Gillan also discussed alternatives companies are using to deal with the large
number of so-called "underwater" options, with exercise prices above
current market prices.
A number of speakers, including Frederic Cook, discussed ways in which CEO
pay has been ratcheted upward, as companies seek to pay at or above the median.
Some observers call this the "Lake Wobegone Effect," where all the
CEOs are above average, leading to the pay equivalent of grade inflation.

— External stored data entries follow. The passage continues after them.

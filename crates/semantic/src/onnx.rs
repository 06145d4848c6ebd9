use onnxruntime::ndarray::{Array, Array2, Array4};
use onnxruntime::session::Session;
use std::cell::RefCell;
use tokenizers::Tokenizer;

use crate::cache::CachedModel;
use crate::SemanticError;

/// Sentence embedding for one text: tokenize, run, mean-pool over the attention mask.
pub(crate) fn run_text_embedding(
    handle: &CachedModel,
    text: &str,
    max_sequence_length: usize,
) -> Result<Vec<f32>, SemanticError> {
    let (encoded, max_len) = encode_documents(handle.tokenizer()?, &[text], max_sequence_length)?;
    let (input_ids, attn_mask) = build_padded_arrays(encoded, max_len)?;
    let mut vectors = execute_text_session(&handle.session, input_ids, attn_mask)?;
    vectors
        .pop()
        .ok_or_else(|| SemanticError::Inference("model returned no outputs".into()))
}

/// Runs the vision tower on a preprocessed `[1, 3, H, W]` tensor and returns the
/// output named `output_name` (the first output when no name matches).
pub(crate) fn run_image_embedding(
    handle: &CachedModel,
    pixels: Array4<f32>,
    output_name: &str,
) -> Result<Vec<f32>, SemanticError> {
    let mut guard = handle.session.borrow_mut();
    let session = &mut *guard;
    if session.inputs.is_empty() {
        return Err(SemanticError::Inference(
            "model did not declare any inputs".into(),
        ));
    }
    let output_index = session
        .outputs
        .iter()
        .position(|output| output.name == output_name)
        .unwrap_or(0);

    let outputs = session
        .run::<f32, f32, _>(vec![pixels])
        .map_err(|e| SemanticError::Inference(e.to_string()))?;
    let tensor = outputs
        .into_iter()
        .nth(output_index)
        .ok_or_else(|| SemanticError::Inference("model returned no outputs".into()))?;
    Ok(tensor.iter().copied().collect())
}

struct EncodedDoc {
    ids: Vec<i64>,
    mask: Vec<i64>,
}

fn encode_documents<T>(
    tokenizer: &Tokenizer,
    texts: &[T],
    max_sequence_length: usize,
) -> Result<(Vec<EncodedDoc>, usize), SemanticError>
where
    T: AsRef<str>,
{
    let mut encoded = Vec::with_capacity(texts.len());
    let mut max_len = 0usize;

    for text in texts {
        let encoding = tokenizer
            .encode(text.as_ref(), true)
            .map_err(|e| SemanticError::Inference(e.to_string()))?;
        let mut ids: Vec<i64> = encoding.get_ids().iter().map(|&x| x as i64).collect();
        let mut mask: Vec<i64> = encoding
            .get_attention_mask()
            .iter()
            .map(|&x| x as i64)
            .collect();
        ids.truncate(max_sequence_length);
        mask.truncate(max_sequence_length);
        max_len = max_len.max(ids.len());
        encoded.push(EncodedDoc { ids, mask });
    }

    Ok((encoded, max_len))
}

fn build_padded_arrays(
    encoded: Vec<EncodedDoc>,
    max_len: usize,
) -> Result<(Array2<i64>, Array2<i64>), SemanticError> {
    let seq_len = max_len.max(1);
    let batch = encoded.len();
    let mut id_storage = Vec::with_capacity(batch * seq_len);
    let mut mask_storage = Vec::with_capacity(batch * seq_len);

    for EncodedDoc { ids, mask } in encoded {
        if ids.len() != mask.len() {
            return Err(SemanticError::Inference(
                "tokenizer produced mismatched id/mask lengths".into(),
            ));
        }
        let pad = seq_len.saturating_sub(ids.len());
        id_storage.extend(ids);
        mask_storage.extend(mask);
        id_storage.extend(std::iter::repeat_n(0, pad));
        mask_storage.extend(std::iter::repeat_n(0, pad));
    }

    let input_ids = Array::from_shape_vec((batch, seq_len), id_storage)
        .map_err(|e| SemanticError::Inference(e.to_string()))?;
    let attn_mask = Array::from_shape_vec((batch, seq_len), mask_storage)
        .map_err(|e| SemanticError::Inference(e.to_string()))?;
    Ok((input_ids, attn_mask))
}

fn execute_text_session(
    session: &RefCell<Session<'static>>,
    input_ids: Array2<i64>,
    attn_mask: Array2<i64>,
) -> Result<Vec<Vec<f32>>, SemanticError> {
    let (batch, seq_len) = input_ids.dim();
    let mask_flat: Vec<i64> = attn_mask.iter().copied().collect();
    let mut guard = session.borrow_mut();
    let session_ref = &mut *guard;
    let mut runtime_inputs = Vec::with_capacity(session_ref.inputs.len());
    let mut input_ids_tensor = Some(input_ids);
    let mut attn_mask_tensor = Some(attn_mask);

    for input in &session_ref.inputs {
        match input.name.as_str() {
            "input_ids" => {
                let tensor = input_ids_tensor.take().ok_or_else(|| {
                    SemanticError::InvalidConfig(
                        "model requested `input_ids` multiple times".into(),
                    )
                })?;
                runtime_inputs.push(tensor.into_dyn());
            }
            "attention_mask" => {
                let tensor = attn_mask_tensor.take().ok_or_else(|| {
                    SemanticError::InvalidConfig(
                        "model requested `attention_mask` multiple times".into(),
                    )
                })?;
                runtime_inputs.push(tensor.into_dyn());
            }
            "token_type_ids" => {
                runtime_inputs.push(Array::from_elem((batch, seq_len), 0_i64).into_dyn());
            }
            other => {
                return Err(SemanticError::Inference(format!(
                    "unsupported model input '{other}'"
                )))
            }
        }
    }

    if runtime_inputs.is_empty() {
        return Err(SemanticError::Inference(
            "model did not declare any inputs".into(),
        ));
    }

    let outputs = session_ref
        .run::<i64, f32, _>(runtime_inputs)
        .map_err(|e| SemanticError::Inference(e.to_string()))?;
    let output_tensor = outputs
        .into_iter()
        .next()
        .ok_or_else(|| SemanticError::Inference("model returned no outputs".into()))?;

    let shape = output_tensor.shape().to_vec();
    let flat: Vec<f32> = output_tensor.iter().copied().collect();
    match shape.as_slice() {
        // Already pooled: [batch, dim].
        [b, dim] if *b == batch => Ok(flat.chunks((*dim).max(1)).map(<[f32]>::to_vec).collect()),
        // Token embeddings: [batch, seq, dim].
        [b, seq, dim] if *b == batch && *seq == seq_len => {
            Ok(mean_pool(&flat, &mask_flat, batch, seq_len, *dim))
        }
        other => Err(SemanticError::Inference(format!(
            "unexpected model output shape {other:?} for batch {batch}"
        ))),
    }
}

/// Masked mean over the token axis of a row-major `[batch, seq, dim]` buffer.
/// Rows whose mask is all zero pool to the zero vector.
fn mean_pool(
    hidden: &[f32],
    mask: &[i64],
    batch: usize,
    seq_len: usize,
    dim: usize,
) -> Vec<Vec<f32>> {
    let mut pooled = Vec::with_capacity(batch);
    for b in 0..batch {
        let mut acc = vec![0.0f32; dim];
        let mut count = 0.0f32;
        for t in 0..seq_len {
            if mask[b * seq_len + t] == 0 {
                continue;
            }
            count += 1.0;
            let offset = (b * seq_len + t) * dim;
            for (a, &h) in acc.iter_mut().zip(&hidden[offset..offset + dim]) {
                *a += h;
            }
        }
        if count > 0.0 {
            for a in &mut acc {
                *a /= count;
            }
        }
        pooled.push(acc);
    }
    pooled
}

Other speakers included former corporate director Clayton Yeutter, the former
Secretary of Agriculture; Sanford R. Robertson, partner in Francisco Partners,
a private equity fund; Harvard Business School Professor Joseph L. Bower; Samuel
C. Scott, chairman president and CEO of Corn Products International; Peter N.
Larson, former chairman and CEO of Brunswick Corporation; Larry G. Stambaugh,
chairman, president and CEO of Maxim Pharmaceuticals; B.A. (Dolph) Bridgewater,
senior consultant on corporate governance to TIAA-CREF, and former chairman
and CEO of Brown Shoe; B. Kenneth West, senior consultant on corporate governance
to TIAA-CREF, and former chairman and CEO of Harris Bankcorp.; Eric D. Roiter,
senior vice president and general counsel, Fidelity Management and Research
Company; Pearl Meyer, president of Pearl Meyer and Partners, a compensation
advisory firm; Brian J. Hall, associate professor, Harvard Business School;
and Abbie Smith, professor at the University of Chicago Graduate School of Business.